H.O.R.A.S

Selamat Datang buat anda yang mengunjungi blog ini, Segala informasi dalam blog ini merupakan bantuan dari buku-buku, majalah, dan lain-lain
Semoga blog ini bermanfaat bagi anda ^^.


Sabtu, 02 Juni 2012

SURVEI RUMAH SEHAT


PENDAHULUAN
Latar Belakang
Perkembangan pembangunan dewasa ini ditandai dengan peningkatan macam-macam bahan bangunan dan munculnya bahan bangunan baru. Keadaan tersebut memungkinkan berbagai ragam alternatif pemilihan bahan bangunan guna mengkonstruksikan gedung. Maraknya penemuan bahan bangunan baru juga ditandai dengan kesadaran terhadap ekologi lingkungan dan fisika bangunan. Membangun berarti suatu usaha untuk menghemat energi dan sumber daya alam. Teknologi bangunan yang baru menuntut para ahli supaya mereka terbuka terhadap perkembangan tersebut, karena tidak jarang teknologi baru menyimpang dari cara pertukangan tradisional. Bahan bangunan alam yang tradisional seperti batu alam, kayu, bambu, tanah liat, dan sebagainya tidak mengandung zat kimia yang mengganggu kesehatan.
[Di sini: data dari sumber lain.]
//! Configuration Types
//!
//! 定义所有配置结构体

use serde::Deserialize;
use std::time::Duration;

use crate::application::services::{PollPolicy, RouteTable};

/// 应用主配置
#[derive(Debug, Clone, Default, Deserialize)]
pub struct AppConfig {
    /// 远端书籍服务
    #[serde(default)]
    pub api: ApiConfig,

    /// 任务轮询
    #[serde(default)]
    pub poll: PollConfig,

    /// 本地草稿存储
    #[serde(default)]
    pub storage: StorageConfig,

    /// 日志配置
    #[serde(default)]
    pub log: LogConfig,
}

/// 远端服务配置
#[derive(Debug, Clone, Deserialize)]
pub struct ApiConfig {
    /// 服务基础 URL
    #[serde(default = "default_base_url")]
    pub base_url: String,

    /// DRF Token，未设置则匿名访问
    #[serde(default)]
    pub token: Option<String>,

    /// 单请求超时（秒）
    #[serde(default = "default_api_timeout")]
    pub timeout_secs: u64,

    /// 候选路径
    #[serde(default)]
    pub routes: RoutesConfig,
}

fn default_base_url() -> String {
    "http://localhost:8000".to_string()
}

fn default_api_timeout() -> u64 {
    60
}

impl Default for ApiConfig {
    fn default() -> Self {
        Self {
            base_url: default_base_url(),
            token: None,
            timeout_secs: default_api_timeout(),
            routes: RoutesConfig::default(),
        }
    }
}

/// 候选路径前缀（按顺序尝试，404 时换下一个）
#[derive(Debug, Clone, Deserialize)]
pub struct RoutesConfig {
    #[serde(default = "default_books_prefixes")]
    pub books_prefixes: Vec<String>,

    #[serde(default = "default_runs_prefixes")]
    pub runs_prefixes: Vec<String>,

    /// 旧版同步执行接口
    #[serde(default = "default_legacy_execute_path")]
    pub legacy_execute_path: String,
}

fn default_books_prefixes() -> Vec<String> {
    vec!["/api/books".to_string(), "/api".to_string()]
}

fn default_runs_prefixes() -> Vec<String> {
    vec!["/api/agents".to_string(), "/api".to_string()]
}

fn default_legacy_execute_path() -> String {
    "/api/agents/book-writing/execute/".to_string()
}

impl Default for RoutesConfig {
    fn default() -> Self {
        Self {
            books_prefixes: default_books_prefixes(),
            runs_prefixes: default_runs_prefixes(),
            legacy_execute_path: default_legacy_execute_path(),
        }
    }
}

impl RoutesConfig {
    pub fn route_table(&self) -> RouteTable {
        RouteTable::new(
            self.books_prefixes.clone(),
            self.runs_prefixes.clone(),
            self.legacy_execute_path.clone(),
        )
    }
}

/// 轮询配置
#[derive(Debug, Clone, Deserialize)]
pub struct PollConfig {
    /// 轮询间隔（毫秒）
    #[serde(default = "default_interval_ms")]
    pub interval_ms: u64,

    /// 大纲、修订、导出的总时限（秒）
    #[serde(default = "default_deadline_secs")]
    pub default_deadline_secs: u64,

    /// 章节生成的总时限（秒）
    #[serde(default = "default_chapter_deadline_secs")]
    pub chapter_deadline_secs: u64,
}

fn default_interval_ms() -> u64 {
    1200
}

fn default_deadline_secs() -> u64 {
    240
}

fn default_chapter_deadline_secs() -> u64 {
    480
}

impl Default for PollConfig {
    fn default() -> Self {
        Self {
            interval_ms: default_interval_ms(),
            default_deadline_secs: default_deadline_secs(),
            chapter_deadline_secs: default_chapter_deadline_secs(),
        }
    }
}

impl PollConfig {
    pub fn policy(&self) -> PollPolicy {
        PollPolicy {
            interval: Duration::from_millis(self.interval_ms),
            default_deadline: Duration::from_secs(self.default_deadline_secs),
            chapter_deadline: Duration::from_secs(self.chapter_deadline_secs),
        }
    }
}

/// 存储配置
#[derive(Debug, Clone, Deserialize)]
pub struct StorageConfig {
    /// Sled 数据库路径
    #[serde(default = "default_draft_db_path")]
    pub draft_db_path: String,

    /// 草稿记录键
    #[serde(default = "default_draft_key")]
    pub draft_key: String,
}

fn default_draft_db_path() -> String {
    "data/folio.sled".to_string()
}

fn default_draft_key() -> String {
    "folio_draft_v1".to_string()
}

impl Default for StorageConfig {
    fn default() -> Self {
        Self {
            draft_db_path: default_draft_db_path(),
            draft_key: default_draft_key(),
        }
    }
}

/// 日志配置
#[derive(Debug, Clone, Deserialize)]
pub struct LogConfig {
    /// 日志级别
    #[serde(default = "default_log_level")]
    pub level: String,

    /// 是否启用 JSON 格式
    #[serde(default)]
    pub json: bool,
}

fn default_log_level() -> String {
    "info".to_string()
}

impl Default for LogConfig {
    fn default() -> Self {
        Self {
            level: default_log_level(),
            json: false,
        }
    }
}
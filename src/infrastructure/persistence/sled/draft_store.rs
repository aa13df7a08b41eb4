//! Sled-based Local Draft Store
//!
//! 单条版本化记录 `{version, draft}`，以 JSON 编码存放在固定键下。
//! 缺失、无法解码或版本不符时返回默认草稿，不报错。

use async_trait::async_trait;
use serde::{Deserialize, Serialize};
use sled::Db;
use std::path::Path;

use crate::application::ports::{DraftStorePort, StoreError};
use crate::domain::draft::LocalDraft;

/// 当前记录格式版本
pub const DRAFT_RECORD_VERSION: u32 = 1;

/// Sled 草稿存储配置
#[derive(Debug, Clone)]
pub struct SledDraftStoreConfig {
    /// 数据库路径
    pub db_path: String,
    /// 记录键
    pub key: String,
}

impl Default for SledDraftStoreConfig {
    fn default() -> Self {
        Self {
            db_path: "data/folio.sled".to_string(),
            key: "folio_draft_v1".to_string(),
        }
    }
}

#[derive(Debug, Serialize, Deserialize)]
struct DraftRecord {
    version: u32,
    draft: LocalDraft,
}

/// Sled 草稿存储
pub struct SledDraftStore {
    db: Db,
    key: String,
}

impl SledDraftStore {
    pub fn new(config: &SledDraftStoreConfig) -> Result<Self, StoreError> {
        let db = sled::open(&config.db_path).map_err(|e| StoreError::Storage(e.to_string()))?;

        tracing::info!(
            db_path = %config.db_path,
            key = %config.key,
            "SledDraftStore initialized"
        );

        Ok(Self {
            db,
            key: config.key.clone(),
        })
    }

    pub fn open<P: AsRef<Path>>(path: P, key: impl Into<String>) -> Result<Self, StoreError> {
        let config = SledDraftStoreConfig {
            db_path: path.as_ref().to_string_lossy().to_string(),
            key: key.into(),
        };
        Self::new(&config)
    }

    fn decode(&self, bytes: &[u8]) -> Option<LocalDraft> {
        match serde_json::from_slice::<DraftRecord>(bytes) {
            Ok(record) if record.version == DRAFT_RECORD_VERSION => Some(record.draft),
            Ok(record) => {
                tracing::warn!(
                    key = %self.key,
                    version = record.version,
                    expected = DRAFT_RECORD_VERSION,
                    "Stored draft has an unknown version, using defaults"
                );
                None
            }
            Err(e) => {
                tracing::warn!(key = %self.key, error = %e, "Stored draft is corrupt, using defaults");
                None
            }
        }
    }
}

#[async_trait]
impl DraftStorePort for SledDraftStore {
    async fn load(&self) -> LocalDraft {
        match self.db.get(&self.key) {
            Ok(Some(bytes)) => self.decode(&bytes).unwrap_or_default(),
            Ok(None) => LocalDraft::default(),
            Err(e) => {
                tracing::warn!(key = %self.key, error = %e, "Failed to read draft, using defaults");
                LocalDraft::default()
            }
        }
    }

    async fn save(&self, draft: &LocalDraft) -> Result<(), StoreError> {
        let record = DraftRecord {
            version: DRAFT_RECORD_VERSION,
            draft: draft.clone(),
        };
        let bytes =
            serde_json::to_vec(&record).map_err(|e| StoreError::Serialization(e.to_string()))?;

        self.db
            .insert(&self.key, bytes)
            .map_err(|e| StoreError::Storage(e.to_string()))?;
        self.db
            .flush_async()
            .await
            .map_err(|e| StoreError::Storage(e.to_string()))?;

        tracing::debug!(key = %self.key, project_id = ?draft.project_id(), "Draft saved");
        Ok(())
    }

    async fn clear(&self) -> Result<(), StoreError> {
        self.db
            .remove(&self.key)
            .map_err(|e| StoreError::Storage(e.to_string()))?;
        self.db
            .flush_async()
            .await
            .map_err(|e| StoreError::Storage(e.to_string()))?;
        Ok(())
    }
}
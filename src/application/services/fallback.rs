//! Transport Fallback Coordinator
//!
//! 主传输（创建任务 + 轮询）的任务路由在当前服务端不存在时，
//! 改用旧版同步接口重发同一逻辑请求。其它任何失败都直接返回。
//! 选择结果只记录，不缓存：每次调用都先尝试主传输。

use serde_json::Value;
use std::sync::Arc;

use super::remote_api::RemoteBookApi;
use super::run_launcher::{ProgressObserver, RunLauncher};
use crate::application::error::WorkflowError;
use crate::application::ports::{WorkflowEvent, WorkflowEventPort};
use crate::domain::draft::LocalDraft;
use crate::domain::run::{ModeInputs, Outcome, Transport};

pub struct TransportFallbackCoordinator {
    launcher: Arc<RunLauncher>,
    api: Arc<RemoteBookApi>,
    events: Arc<dyn WorkflowEventPort>,
}

impl TransportFallbackCoordinator {
    pub fn new(
        launcher: Arc<RunLauncher>,
        api: Arc<RemoteBookApi>,
        events: Arc<dyn WorkflowEventPort>,
    ) -> Self {
        Self {
            launcher,
            api,
            events,
        }
    }

    pub async fn execute(
        &self,
        draft: &mut LocalDraft,
        inputs: &ModeInputs,
        observer: Option<&ProgressObserver>,
    ) -> Result<Outcome, WorkflowError> {
        let mode = inputs.mode;

        let (outcome, transport) = match self.launcher.run_job(draft, inputs, observer).await {
            Ok(outcome) => (outcome, Transport::Primary),
            Err(e) if e.is_transport_incompatibility() => {
                tracing::warn!(
                    mode = %mode,
                    error = %e,
                    "Run endpoints unavailable, falling back to legacy execute"
                );
                let raw = self.api.legacy_execute(&legacy_inputs(inputs)).await?;
                (Outcome::classify(&raw), Transport::Legacy)
            }
            Err(e) => return Err(e),
        };

        tracing::info!(
            mode = %mode,
            transport = transport.as_str(),
            success = outcome.success,
            trace_id = ?outcome.trace_id,
            "Transport selected"
        );
        self.events
            .publish(WorkflowEvent::TransportSelected { mode, transport });

        Ok(outcome.with_transport(transport))
    }
}

/// 旧版接口从 inputs 中读取 mode
fn legacy_inputs(inputs: &ModeInputs) -> Value {
    let mut payload = inputs.payload.clone();
    if let Value::Object(map) = &mut payload {
        map.insert("mode".to_string(), Value::String(inputs.mode.as_str().to_string()));
    }
    payload
}
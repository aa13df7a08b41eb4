//! Memory Layer - In-Memory State Management
//!
//! 实现 DraftStorePort 的内存版本

mod draft_store;

pub use draft_store::InMemoryDraftStore;
//! Events - 事件发布

mod publisher;

pub use publisher::EventPublisher;
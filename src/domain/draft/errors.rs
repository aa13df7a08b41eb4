//! Draft Context - Errors

use thiserror::Error;

/// 草稿校验错误（发起远端调用前的本地预检）
#[derive(Debug, Clone, PartialEq, Eq, Error)]
pub enum DraftError {
    #[error("{0} is required")]
    MissingField(&'static str),

    #[error("book length cannot exceed {max} words")]
    LengthTooLarge { max: u32 },

    #[error("feedback is required for refine_toc mode")]
    MissingFeedback,

    #[error("an approved outline is required for {0} mode")]
    MissingOutline(&'static str),

    #[error("chapter {0} is not part of the outline")]
    ChapterOutOfRange(u32),

    #[error("invalid outline: {0}")]
    InvalidOutline(String),

    #[error("unknown export format: {0} (expected pdf | docx | both)")]
    UnknownExportFormat(String),
}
Lain halnya dengan bahan bangunan modern seperti tegel keramik, pipa plastik, cat-cat yang beraneka macam warnanya, perekat, dan sebagainya.
Rumah yang sehat adalah rumah yang praktis, tahan lama dan hemat energi sehingga menjadikan hidup lebih terjamin, layak dan mampu menghemat biaya hidup. Membuat rumah Anda layak dengan lingkungannya yang baik, tidak seharusnya membutuhkan biaya yang besar. Pada kenyataannya, ada banyak cara untuk memperbaiki rumah dan kulitas hidup yang dapat menghemat uang, sekaligus memanfaatkan sumber-sumber daya alam yang tersedia untuk keluarga Anda, misalnya: penggunaan pupuk untuk tanaman buah-buahan, air untuk sayur-sayuran, pakan untuk ternak, pembelian kayu bakar yang dapat dikurangi. Dengan merancang atau merenovasi sebuah rumah dengan menggunakan prinsipprinsip Permakultur, bahan-bahan bangunan yang berkelanjutan dan energi dengan teknologi tepat guna, tentunya kualitas kehidupan penghuninya dapat ditingkatkan dan biaya hidup dapat lebih ditekan.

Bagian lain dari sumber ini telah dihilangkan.